In deciding the case, the Ohio Supreme Court had to take into account an Ohio Revised Code statute that says the workers’ compensation statute is to be interpreted as favoring the worker. This put Ohio Presbyterian Retirement Services at an immediate disadvantage. However, the Ohio Supreme Court mentioned a previous case that says courts cannot entirely “rewrite the statute,” or in other words stretch its meaning past what makes sense just to favor the worker.
What seems to be the crucial factor in the Ohio Supreme Court’s decision was a case they decided 90 years ago. Industrial Commission v. Kamrath, as the court explained in Ohio Presbyterian, says that “an injured employee has a right to recover workers’ compensation benefits only as specifically allowed by statute.” The court looked to the fact that there are other types of workers’ compensation that can be earned concurrently, and since they are mentioned specifically, the fact that permanent-total and permanent-partial are not mentioned specifically as being able to be earned concurrently means that they cannot be given out concurrently. This is a common way of interpreting laws known as expressio unius est exclusio alterius.
The significance of this ruling by the Ohio Supreme Court is that people who have multiple permanent injuries cannot receive multiple payments. The permanent-total disability payment is two-thirds of the injured worker’s average weekly earnings before the injury. Permanent-partial disability also awards two-thirds, but only up to 200 weeks. The percentage of the disability is the percentage of those weeks that are given. So someone with a 50 percent disability will get two-thirds of her average weekly earnings for 100 weeks. Ms. Redwine only gets the first calculation.
No doubt for Ms. Redwine and others like her it is a difficult and unfortunate situation; it would frustrate if not downright anger a person left in that position. However, this ruling is for the best. The argument might be made that concurrent payments would make up for the payment only being two-thirds of the worker’s average weekly earnings. There are several problems with this.
First, this is not the way to fix that sort of problem. If there is an issue with the payments, they should be fixed in the law, not through the commission handing out multiple awards and the courts consenting to it. That is the responsibility of the legislature.
Second, this would be too narrow in its solution. Not everyone qualifies for concurrent payments as they were given in the case of Ms. Redwine. Someone who does not have multiple types of injuries could not get both payments. Again, it should be the legislature that changes the law.

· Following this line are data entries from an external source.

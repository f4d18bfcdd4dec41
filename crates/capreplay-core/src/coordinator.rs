//! The coordinator: prepare, discover, partition, fan out, aggregate.

use crate::artifacts;
use crate::batch::{TestBatch, WorkerContext};
use crate::expectations::{SkipList, parse_test_list};
use crate::queue::{JobQueue, ResultLog};
use crate::report::AggregateReport;
use crate::worker::{cancelled, run_worker};
use crate::RunConfig;
use capreplay_adapters::{BuildTool, CommandSpec, ProcessGroup, ProcessRunner};
use capreplay_proto::{TestCase, WorkerMessage};
use chrono::{DateTime, Utc};
use std::collections::HashMap;
use std::future::Future;
use std::sync::Arc;
use std::time::{Duration, Instant};
use tokio::sync::{mpsc, watch};
use tracing::{debug, error, info, warn};

/// How long interrupted workers get to stop their processes before being aborted.
const SHUTDOWN_GRACE: Duration = Duration::from_secs(10);

/// Errors that end a run before any batch is scheduled.
#[derive(Debug, thiserror::Error)]
pub enum CoordinatorError {
    #[error("Failed to build the capture test suite ({step}):\n{output}")]
    CaptureBuild { step: &'static str, output: String },

    #[error("Failed to list tests:\n{0}")]
    Discovery(String),

    #[error("Failed to read {path}: {source}")]
    Expectations {
        path: std::path::PathBuf,
        #[source]
        source: std::io::Error,
    },

    #[error(transparent)]
    Batch(#[from] capreplay_proto::Error),
}

/// Final state of a run.
#[derive(Debug, Clone, PartialEq)]
pub enum RunOutcome {
    Completed(AggregateReport),
    Interrupted,
}

impl RunOutcome {
    pub fn exit_code(&self) -> i32 {
        match self {
            RunOutcome::Completed(report) => report.exit_code(),
            RunOutcome::Interrupted => 1,
        }
    }
}

/// Worker tasks to start: one per batch, capped by spare cores and `max_jobs`.
///
/// One core is left to the coordinator; zero batches need zero workers.
pub fn worker_count(cpus: usize, max_jobs: usize, batches: usize) -> usize {
    if batches == 0 {
        return 0;
    }
    trace_folder_count(cpus, max_jobs).min(batches)
}

/// Trace folders to prepare before the batch count is known.
pub fn trace_folder_count(cpus: usize, max_jobs: usize) -> usize {
    cpus.saturating_sub(1).min(max_jobs).max(1)
}

/// Splits `names` round-robin into `ceil(len / batch_size)` batches.
///
/// Fails if two names map to the same label, since their trace files would collide.
pub fn partition(names: &[String], batch_size: usize) -> capreplay_proto::Result<Vec<TestBatch>> {
    let mut labels: HashMap<String, &str> = HashMap::new();
    for name in names {
        let label = TestCase::new(name.as_str()).label().to_string();
        if let Some(first) = labels.insert(label.clone(), name) {
            return Err(capreplay_proto::Error::DuplicateLabel {
                label,
                first: first.to_string(),
                second: name.clone(),
            });
        }
    }

    let count = names.len().div_ceil(batch_size.max(1));
    let mut batches = vec![TestBatch::new(); count];
    for (index, name) in names.iter().enumerate() {
        batches[index % count].add_test(name);
    }
    Ok(batches)
}
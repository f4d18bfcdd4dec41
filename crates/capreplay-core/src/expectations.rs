//! Test discovery and the capture/replay exclusion list.
//!
//! The expectations file holds one shell glob per line; blank lines and
//! `#` comments are ignored. Any discovered test matching a glob is excluded
//! before batching.

use glob::Pattern;
use std::path::Path;
use tracing::{info, warn};

/// Line after which `--list-tests` output contains test names.
const TESTS_LIST_HEADER: &str = "Tests list:";

/// Compiled exclusion globs.
#[derive(Debug, Clone, Default)]
pub struct SkipList {
    patterns: Vec<Pattern>,
}

impl SkipList {
    /// Parses expectations text. Lines that are not valid globs are logged and ignored.
    pub fn parse(content: &str) -> Self {
        let patterns = content
            .lines()
            .map(str::trim)
            .filter(|line| !line.is_empty() && !line.starts_with('#'))
            .filter_map(|line| match Pattern::new(line) {
                Ok(pattern) => Some(pattern),
                Err(e) => {
                    warn!(pattern = line, error = %e, "Ignoring invalid expectation pattern");
                    None
                }
            })
            .collect();
        Self { patterns }
    }

    /// Loads the expectations file at `path`.
    pub fn from_file(path: impl AsRef<Path>) -> std::io::Result<Self> {
        Ok(Self::parse(&std::fs::read_to_string(path)?))
    }

    /// Whether `test_name` matches any exclusion glob.
    pub fn is_skipped(&self, test_name: &str) -> bool {
        self.patterns.iter().any(|pattern| pattern.matches(test_name))
    }

    pub fn len(&self) -> usize {
        self.patterns.len()
    }

    pub fn is_empty(&self) -> bool {
        self.patterns.is_empty()
    }
}

/// Test names after the `Tests list:` header, minus excluded ones.
#[derive(Debug, Clone, Default, PartialEq, Eq)]
pub struct DiscoveredTests {
    pub tests: Vec<String>,
    pub skipped: usize,
}

/// Extracts test names from `--list-tests` output and drops excluded ones.
pub fn parse_test_list(output: &str, skip_list: &SkipList) -> DiscoveredTests {
    let mut discovered = DiscoveredTests::default();
    let names = output
        .lines()
        .map(str::trim)
        .skip_while(|line| *line != TESTS_LIST_HEADER)
        .skip(1)
        .filter(|line| !line.is_empty());

    for name in names {
        if skip_list.is_skipped(name) {
            discovered.skipped += 1;
        } else {
            discovered.tests.push(name.to_string());
        }
    }

    info!(
        "Found {} tests and {} skipped tests.",
        discovered.tests.len(),
        discovered.skipped
    );
    discovered
}

#[cfg(test)]
mod tests {
    use super::*;

    const LIST_OUTPUT: &str = "\
Running main() from gtest_main.cc
Tests list:
BufferDataTest.Basic/ES2_Vulkan
BufferDataTest.Huge/ES2_Vulkan
ClearTest.Color/ES2_Vulkan

ClearTest.Depth/ES2_Vulkan
";

    #[test]
    fn test_parse_ignores_blank_and_comment_lines() {
        let skip = SkipList::parse("# comment\n\n  BufferDataTest.*  \n#ClearTest.*\n");
        assert_eq!(skip.len(), 1);
        assert!(skip.is_skipped("BufferDataTest.Basic/ES2_Vulkan"));
        assert!(!skip.is_skipped("ClearTest.Color/ES2_Vulkan"));
    }

    #[test]
    fn test_glob_semantics() {
        let skip = SkipList::parse("*/ES3_*\nClearTest.Co?or/*\n");
        assert!(skip.is_skipped("Any.Test/ES3_Vulkan"));
        assert!(skip.is_skipped("ClearTest.Color/ES2_Vulkan"));
        assert!(!skip.is_skipped("ClearTest.Depth/ES2_Vulkan"));
    }

    #[test]
    fn test_empty_skip_list_skips_nothing() {
        let skip = SkipList::default();
        assert!(skip.is_empty());
        assert!(!skip.is_skipped("Anything"));
    }

    #[test]
    fn test_parse_test_list_starts_after_header() {
        let discovered = parse_test_list(LIST_OUTPUT, &SkipList::default());
        assert_eq!(
            discovered.tests,
            vec![
                "BufferDataTest.Basic/ES2_Vulkan",
                "BufferDataTest.Huge/ES2_Vulkan",
                "ClearTest.Color/ES2_Vulkan",
                "ClearTest.Depth/ES2_Vulkan",
            ]
        );
        assert_eq!(discovered.skipped, 0);
    }

    #[test]
    fn test_parse_test_list_applies_exclusions() {
        let skip = SkipList::parse("BufferDataTest.*\n");
        let discovered = parse_test_list(LIST_OUTPUT, &skip);
        assert_eq!(discovered.tests.len(), 2);
        assert_eq!(discovered.skipped, 2);
    }

    #[test]
    fn test_parse_test_list_without_header_is_empty() {
        let discovered = parse_test_list("A.b/C\nA.d/C\n", &SkipList::default());
        assert!(discovered.tests.is_empty());
    }

    #[test]
    fn test_from_file() {
        let dir = tempfile::TempDir::new().unwrap();
        let path = dir.path().join("capture_replay_expectations.txt");
        std::fs::write(&path, "# flaky\nClearTest.*\n").unwrap();

        let skip = SkipList::from_file(&path).unwrap();
        assert!(skip.is_skipped("ClearTest.Color/ES2_Vulkan"));
    }
}
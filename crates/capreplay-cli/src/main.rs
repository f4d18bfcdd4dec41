//! # capreplay-cli
//!
//! Binary entry point for the capture/replay orchestrator.
//!
//! This crate provides:
//! - CLI argument parsing using `clap`
//! - Logging setup, to the terminal or a result file
//! - Signal handling that cancels the run cleanly
//! - Cleanup of generated folders with `--purge`

use anyhow::{Context, Result};
use capreplay_adapters::{BuildTool, ProcessGroup, ProcessRunner};
use capreplay_core::{Coordinator, RunConfig, RunOutcome, artifacts, trace_folder_count};
use clap::Parser;
use std::path::PathBuf;
use std::process::ExitCode;
use std::sync::Arc;
use tokio::sync::watch;
use tracing::{info, warn};
use tracing_subscriber::EnvFilter;

// Unix-specific process management for process group leadership
#[cfg(unix)]
mod process_management {
    use nix::unistd::{Pid, setpgid};
    use tracing::debug;

    /// Makes this process a group leader so every build, capture and replay
    /// child shares its process group.
    pub fn setup_process_group() {
        let pid = Pid::this();
        if let Err(e) = setpgid(pid, pid) {
            // EPERM: already a group leader (e.g. started from a shell)
            if e != nix::errno::Errno::EPERM {
                debug!("Could not set process group ({}), continuing anyway", e);
            }
        }
        debug!("Process group initialized: PID {}", pid);
    }
}

#[cfg(not(unix))]
mod process_management {
    /// No-op on non-Unix platforms.
    pub fn setup_process_group() {}
}

/// Captures each test's GL calls to a trace, rebuilds the trace as a
/// standalone replay, and checks the replay reproduces the test.
#[derive(Parser, Debug)]
#[command(name = "capreplay", version, about)]
struct Cli {
    /// YAML configuration file; flags below override its values
    #[arg(short, long)]
    config: Option<PathBuf>,

    /// Where to build ANGLE for capture and replay
    #[arg(long)]
    out_dir: Option<PathBuf>,

    /// Use goma for distributed builds
    #[arg(long)]
    use_goma: bool,

    /// Tests to run, as a gtest filter
    #[arg(long = "gtest_filter")]
    gtest_filter: Option<String>,

    /// Test suite binary to capture from
    #[arg(long)]
    test_suite: Option<String>,

    /// Maximum number of tests per batch
    #[arg(long)]
    batch_count: Option<usize>,

    /// Keep trace files between batches and after the run
    #[arg(long)]
    keep_temp_files: bool,

    /// Delete trace folders and the build directory when done
    #[arg(long)]
    purge: bool,

    /// Goma directory, if not the default
    #[arg(long)]
    goma_dir: Option<String>,

    /// Write logs to the result file instead of the terminal
    #[arg(long)]
    output_to_file: bool,

    /// Log file name, relative to the replay sample folder
    #[arg(long)]
    result_file: Option<String>,

    /// Write the final report as JSON to this path
    #[arg(long)]
    json_report: Option<PathBuf>,

    /// Show full process output in batch reports and enable debug logging
    #[arg(short, long)]
    verbose: bool,

    /// Log level (error, warn, info, debug, trace)
    #[arg(short, long)]
    log: Option<String>,

    /// Maximum number of worker tasks
    #[arg(short = 'j', long)]
    max_jobs: Option<usize>,

    /// depot_tools directory holding gn and ninja
    #[arg(long)]
    depot_tools_path: Option<PathBuf>,

    /// Run captures under a virtual X server
    #[arg(long)]
    xvfb: bool,

    /// Print the resolved configuration and exit
    #[arg(long)]
    dry_run: bool,
}

impl Cli {
    /// Loads the config file (or defaults) and applies flag overrides.
    fn resolve_config(&self) -> Result<RunConfig> {
        let mut config = match &self.config {
            Some(path) => RunConfig::from_file(path)
                .with_context(|| format!("Failed to load config from {}", path.display()))?,
            None => RunConfig::default(),
        };

        if let Some(out_dir) = &self.out_dir {
            config.out_dir.clone_from(out_dir);
        }
        if let Some(filter) = &self.gtest_filter {
            config.gtest_filter.clone_from(filter);
        }
        if let Some(suite) = &self.test_suite {
            config.test_suite.clone_from(suite);
        }
        if let Some(count) = self.batch_count {
            config.batch_count = count;
        }
        if let Some(dir) = &self.goma_dir {
            config.goma_dir.clone_from(dir);
        }
        if let Some(file) = &self.result_file {
            config.result_file.clone_from(file);
        }
        if let Some(level) = &self.log {
            config.log.clone_from(level);
        }
        if let Some(jobs) = self.max_jobs {
            config.max_jobs = jobs;
        }
        if let Some(path) = &self.depot_tools_path {
            config.depot_tools_path = Some(path.clone());
        }
        config.use_goma |= self.use_goma;
        config.keep_temp_files |= self.keep_temp_files;
        config.purge |= self.purge;
        config.output_to_file |= self.output_to_file;
        config.verbose |= self.verbose;
        config.xvfb |= self.xvfb;

        Ok(config)
    }
}

fn init_logging(config: &RunConfig) -> Result<()> {
    let level = if config.verbose { "debug" } else { config.log.as_str() };
    let filter = EnvFilter::try_new(level).unwrap_or_else(|_| EnvFilter::new("info"));

    if config.output_to_file && !config.result_file.is_empty() {
        let path = config.result_file_path();
        let file = std::fs::File::create(&path)
            .with_context(|| format!("Failed to create log file {}", path.display()))?;
        tracing_subscriber::fmt()
            .with_env_filter(filter)
            .with_ansi(false)
            .with_writer(std::sync::Mutex::new(file))
            .init();
    } else {
        tracing_subscriber::fmt().with_env_filter(filter).init();
    }
    Ok(())
}

/// Raises the cancel flag on SIGINT, SIGTERM or SIGHUP.
fn spawn_signal_handlers(cancel: &Arc<watch::Sender<bool>>) {
    let cancel_sigint = Arc::clone(cancel);
    tokio::spawn(async move {
        if tokio::signal::ctrl_c().await.is_ok() {
            warn!("Interrupt received (SIGINT), stopping workers...");
            cancel_sigint.send_replace(true);
        }
    });

    #[cfg(unix)]
    {
        use tokio::signal::unix::{SignalKind, signal};

        for (kind, name) in [
            (SignalKind::terminate(), "SIGTERM"),
            (SignalKind::hangup(), "SIGHUP"),
        ] {
            let cancel = Arc::clone(cancel);
            match signal(kind) {
                Ok(mut stream) => {
                    tokio::spawn(async move {
                        stream.recv().await;
                        warn!("{} received, stopping workers...", name);
                        cancel.send_replace(true);
                    });
                }
                Err(e) => warn!("Failed to register {} handler: {}", name, e),
            }
        }
    }
}

#[tokio::main]
async fn main() -> Result<ExitCode> {
    let cli = Cli::parse();
    let config = cli.resolve_config()?;
    init_logging(&config)?;

    for warning in config.validate().context("Invalid configuration")? {
        warn!("{}", warning);
    }

    if cli.dry_run {
        let yaml = serde_yaml::to_string(&config).context("Failed to render configuration")?;
        println!("{yaml}");
        return Ok(ExitCode::SUCCESS);
    }

    process_management::setup_process_group();
    let code = run(config, cli.json_report).await?;
    Ok(ExitCode::from(code))
}

async fn run(config: RunConfig, json_report: Option<PathBuf>) -> Result<u8> {
    let cpus = std::thread::available_parallelism().map_or(1, |n| n.get());
    let build_tool = BuildTool::locate(
        config.depot_tools_path.as_deref(),
        config.use_goma,
        Some(config.goma_dir.clone()),
    )?;

    // Purge runs on every exit path, including errors.
    let folders = trace_folder_count(cpus, config.max_jobs);
    let _purge = scopeguard::guard(
        (config.purge, config.replay_sample_folder.clone(), config.out_dir.clone()),
        move |(purge, sample_folder, out_dir)| {
            if purge {
                artifacts::purge_run_folders(&sample_folder, folders, &out_dir);
            }
        },
    );

    let (cancel_tx, cancel_rx) = watch::channel(false);
    let cancel_tx = Arc::new(cancel_tx);
    spawn_signal_handlers(&cancel_tx);

    let coordinator = Coordinator::new(Arc::new(config), build_tool, cancel_rx);
    let mut group = ProcessGroup::new();
    let outcome = coordinator
        .run(
            &mut group,
            |_| -> Box<dyn ProcessRunner> { Box::new(ProcessGroup::new()) },
            cpus,
        )
        .await?;

    match &outcome {
        RunOutcome::Completed(report) => {
            report.log_summary();
            if let Some(path) = json_report {
                report
                    .write_json(&path)
                    .with_context(|| format!("Failed to write report to {}", path.display()))?;
                info!("Report written to {}", path.display());
            }
        }
        RunOutcome::Interrupted => warn!("Run interrupted"),
    }

    Ok(u8::try_from(outcome.exit_code()).unwrap_or(1))
}
//! One batch of tests and the capture → validate → build → replay pipeline.
//!
//! Each stage either hands the still-active tests to the next stage or ends
//! the batch after recording a [`GroupedResult`] for them. Every test of the
//! batch ends up in exactly one result.

use crate::artifacts;
use crate::config::{REPLAY_BINARY, RunConfig};
use capreplay_adapters::{BuildTool, CommandSpec, ProcessRunner, RunStatus};
use capreplay_proto::{BatchResult, GroupedResult, Result, ResultCode, TestCase};
use regex::Regex;
use std::collections::HashMap;
use std::path::PathBuf;
use std::sync::{Arc, OnceLock};
use tracing::{debug, info};

/// Line prefix the replay binary uses for per-test verdicts.
pub const RESULT_TAG: &str = "*RESULT";

pub const MISSING_TRACES_MESSAGE: &str =
    "Skipping replay since capture didn't produce necessary trace files";
pub const NO_RESULT_MESSAGE: &str = "Replay did not report a result";

fn result_line() -> &'static Regex {
    static RESULT_LINE: OnceLock<Regex> = OnceLock::new();
    RESULT_LINE.get_or_init(|| {
        Regex::new(r"^\*RESULT (\S+) (-?\d+)$").expect("result line pattern is valid")
    })
}

/// Per-worker state threaded through every batch the worker runs.
#[derive(Debug, Clone)]
pub struct WorkerContext {
    pub config: Arc<RunConfig>,
    pub build_tool: BuildTool,
    pub worker_id: usize,
    /// Distinguishes composite files of successive batches on this worker.
    pub composite_file_id: u32,
}

impl WorkerContext {
    pub fn new(config: Arc<RunConfig>, build_tool: BuildTool, worker_id: usize) -> Self {
        Self {
            config,
            build_tool,
            worker_id,
            composite_file_id: 1,
        }
    }

    pub fn trace_folder(&self) -> PathBuf {
        self.config.trace_folder_path(self.worker_id)
    }

    pub fn trace_dir_name(&self) -> String {
        RunConfig::trace_dir_name(self.worker_id)
    }
}

/// Result of one pipeline stage.
#[derive(Debug, Clone, PartialEq, Eq)]
pub enum StageOutcome {
    /// Tests still in play for the next stage.
    Continue(Vec<TestCase>),
    /// The stage recorded results for everything still in play.
    Terminal,
}

/// An ordered group of tests captured, built and replayed together.
#[derive(Debug, Clone, Default)]
pub struct TestBatch {
    tests: Vec<TestCase>,
    results: Vec<GroupedResult>,
}

impl TestBatch {
    pub fn new() -> Self {
        Self::default()
    }

    pub fn add_test(&mut self, full_name: &str) {
        self.tests.push(TestCase::new(full_name));
    }

    pub fn tests(&self) -> &[TestCase] {
        &self.tests
    }

    pub fn results(&self) -> &[GroupedResult] {
        &self.results
    }

    /// Runs every stage, stopping at the first terminal one.
    ///
    /// An `Err` leaves some tests unclassified; the caller decides how to
    /// record them (see [`TestBatch::record_unclassified`]).
    pub async fn run(
        &mut self,
        ctx: &mut WorkerContext,
        runner: &mut dyn ProcessRunner,
    ) -> Result<()> {
        let StageOutcome::Continue(captured) = self.run_with_capture(ctx, runner).await? else {
            return Ok(());
        };
        let StageOutcome::Continue(survivors) = self.remove_tests_without_traces(ctx, &captured)?
        else {
            return Ok(());
        };

        let built = self.build_replay(ctx, runner, survivors).await;
        if ctx.config.keep_temp_files {
            ctx.composite_file_id += 1;
        }
        let StageOutcome::Continue(survivors) = built? else {
            return Ok(());
        };

        self.run_replay(ctx, runner, survivors).await;
        self.record_unclassified(NO_RESULT_MESSAGE, "");
        Ok(())
    }

    /// Runs the capture-enabled test suite over every test in the batch.
    pub async fn run_with_capture(
        &mut self,
        ctx: &WorkerContext,
        runner: &mut dyn ProcessRunner,
    ) -> Result<StageOutcome> {
        let trace_folder = ctx.trace_folder();
        if !ctx.config.keep_temp_files {
            artifacts::clear_folder_content(&trace_folder)?;
        }
        info!(worker = ctx.worker_id, trace_folder = %trace_folder.display(), "Setting ANGLE_CAPTURE_OUT_DIR");

        let command = capture_command(&ctx.config, &self.tests)
            .env("ANGLE_CAPTURE_FRAME_END", ctx.config.capture_frame_end.to_string())
            .env("ANGLE_CAPTURE_SERIALIZE_STATE", "1")
            .env("ANGLE_CAPTURE_ENABLED", "1")
            .env("ANGLE_CAPTURE_OUT_DIR", trace_folder.to_string_lossy());

        let outcome = runner.run(&command, ctx.config.subprocess_timeout()).await;
        match outcome.status {
            RunStatus::Success => Ok(StageOutcome::Continue(self.tests.clone())),
            RunStatus::Failed => {
                self.results.push(GroupedResult::new(
                    ResultCode::Crashed,
                    format!("Capture run crashed ({})", command.program().display()),
                    outcome.output,
                    self.tests.clone(),
                ));
                Ok(StageOutcome::Terminal)
            }
            RunStatus::TimedOut => {
                self.results.push(GroupedResult::new(
                    ResultCode::TimedOut,
                    "Capture run timed out",
                    "",
                    self.tests.clone(),
                ));
                Ok(StageOutcome::Terminal)
            }
        }
    }

    /// Keeps the tests whose capture left a complete single-context trace,
    /// recording their context ids. The rest are reported as skipped.
    pub fn remove_tests_without_traces(
        &mut self,
        ctx: &WorkerContext,
        active: &[TestCase],
    ) -> Result<StageOutcome> {
        let trace_folder = ctx.trace_folder();
        let mut survivors = Vec::new();
        let mut skipped = Vec::new();

        for test in &mut self.tests {
            if !active.iter().any(|a| a.label() == test.label()) {
                continue;
            }
            match artifacts::can_run_replay(&trace_folder, test)? {
                Some(context_id) => {
                    test.set_context_id(context_id);
                    survivors.push(test.clone());
                }
                None => skipped.push(test.clone()),
            }
        }

        if !skipped.is_empty() {
            debug!(worker = ctx.worker_id, count = skipped.len(), "Tests without usable traces");
            self.results.push(GroupedResult::new(
                ResultCode::Skipped,
                MISSING_TRACES_MESSAGE,
                "",
                skipped,
            ));
        }

        if survivors.is_empty() {
            Ok(StageOutcome::Terminal)
        } else {
            Ok(StageOutcome::Continue(survivors))
        }
    }

    /// Generates the replay sources for `tests` and builds the replay binary.
    pub async fn build_replay(
        &mut self,
        ctx: &WorkerContext,
        runner: &mut dyn ProcessRunner,
        tests: Vec<TestCase>,
    ) -> Result<StageOutcome> {
        let trace_folder = ctx.trace_folder();
        let trace_dir = ctx.trace_dir_name();
        artifacts::write_gni(&trace_folder, &trace_dir, ctx.composite_file_id, &tests)?;
        artifacts::write_composite_files(&trace_folder, ctx.composite_file_id, &tests)?;

        let build_dir = ctx.config.replay_build_dir(ctx.worker_id);
        let gn_args = [
            ("angle_build_capture_replay_tests".to_string(), "true".to_string()),
            ("angle_capture_replay_test_trace_dir".to_string(), format!("\"{trace_dir}\"")),
            (
                "angle_capture_replay_composite_file_id".to_string(),
                ctx.composite_file_id.to_string(),
            ),
        ];

        let generated = ctx.build_tool.generate(runner, &build_dir, &gn_args, true).await;
        if !generated.success() {
            self.results.push(GroupedResult::new(
                ResultCode::CompileFailed,
                "Build replay failed at gn generation",
                generated.output,
                tests,
            ));
            return Ok(StageOutcome::Terminal);
        }

        let built = ctx.build_tool.build(runner, &build_dir, REPLAY_BINARY, true).await;
        if !built.success() {
            self.results.push(GroupedResult::new(
                ResultCode::CompileFailed,
                "Build replay failed at ninja",
                built.output,
                tests,
            ));
            return Ok(StageOutcome::Terminal);
        }

        Ok(StageOutcome::Continue(tests))
    }

    /// Runs the replay binary and classifies `tests` from its result lines.
    pub async fn run_replay(
        &mut self,
        ctx: &WorkerContext,
        runner: &mut dyn ProcessRunner,
        tests: Vec<TestCase>,
    ) {
        let replay_path = ctx.config.replay_binary_path(ctx.worker_id);
        let command = CommandSpec::new(&replay_path)
            .env("ANGLE_CAPTURE_ENABLED", "0")
            .env("ANGLE_FEATURE_OVERRIDES_ENABLED", "enable_capture_limits");

        let outcome = runner.run(&command, ctx.config.subprocess_timeout()).await;
        match outcome.status {
            RunStatus::Failed => {
                self.results.push(GroupedResult::new(
                    ResultCode::Crashed,
                    format!("Replay run crashed ({})", replay_path.display()),
                    outcome.output,
                    tests,
                ));
                return;
            }
            RunStatus::TimedOut => {
                self.results.push(GroupedResult::new(
                    ResultCode::TimedOut,
                    "Replay run timed out",
                    "",
                    tests,
                ));
                return;
            }
            RunStatus::Success => {}
        }

        let verdicts = parse_replay_output(&outcome.output);
        let mut passes = Vec::new();
        let mut fails = Vec::new();
        let mut silent = Vec::new();
        for test in tests {
            match verdicts.get(test.label()) {
                Some(true) => passes.push(test),
                Some(false) => fails.push(test),
                None => silent.push(test),
            }
        }

        if !passes.is_empty() {
            self.results.push(GroupedResult::new(ResultCode::Passed, "", "", passes));
        }
        if !fails.is_empty() {
            self.results.push(GroupedResult::new(ResultCode::ComparisonFailed, "", "", fails));
        }
        if !silent.is_empty() {
            self.results.push(GroupedResult::new(
                ResultCode::Crashed,
                NO_RESULT_MESSAGE,
                outcome.output,
                silent,
            ));
        }
    }

    /// Tests not yet covered by any result.
    pub fn unclassified(&self) -> Vec<TestCase> {
        self.tests
            .iter()
            .filter(|test| !self.results.iter().any(|r| r.covers(test.label())))
            .cloned()
            .collect()
    }

    /// Records every unclassified test as crashed, so none goes unreported.
    pub fn record_unclassified(&mut self, message: &str, output: &str) {
        let missing = self.unclassified();
        if !missing.is_empty() {
            self.results
                .push(GroupedResult::new(ResultCode::Crashed, message, output, missing));
        }
    }

    /// Buckets the recorded results into a report.
    pub fn batch_result(&self, verbose: bool) -> BatchResult {
        BatchResult::new(&self.results, verbose)
    }
}

/// The capture command for `tests`, optionally run under a virtual X server.
fn capture_command(config: &RunConfig, tests: &[TestCase]) -> CommandSpec {
    let test_exe = config.capture_build_dir().join(config.test_suite_binary());
    let command = if config.xvfb {
        CommandSpec::new("vpython").arg("testing/xvfb.py").arg(test_exe.to_string_lossy())
    } else {
        CommandSpec::new(&test_exe)
    };
    let filter = tests
        .iter()
        .map(TestCase::full_name)
        .collect::<Vec<_>>()
        .join(":");
    command
        .arg(format!("--gtest_filter={filter}"))
        .arg("--angle-per-test-capture-label")
}

/// Per-label verdicts from replay output; `true` means passed.
///
/// A label reported more than once passes only if every report passed.
pub fn parse_replay_output(output: &str) -> HashMap<String, bool> {
    let mut verdicts: HashMap<String, bool> = HashMap::new();
    for line in output.lines() {
        let Some(caps) = result_line().captures(line.trim_end()) else {
            continue;
        };
        let passed = caps[2].parse::<i64>().is_ok_and(|code| code == 0);
        verdicts
            .entry(caps[1].to_string())
            .and_modify(|prior| *prior &= passed)
            .or_insert(passed);
    }
    verdicts
}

Third, there is not necessarily a problem with the system as is. The two-thirds payment does not include the other benefits, which include medical payments, rehabilitation, and funeral expenses. It also does not include other forms of government payments.
However, all those costs would never have happened had it not been for the injury. It might be a better system to award the full amount or even more if the employer was at fault. The system is not a perfect one. But the Ohio Supreme Court had it right in deferring to the legislature. The discussion to change these laws may be a needed one, but the courtroom was not the venue for it.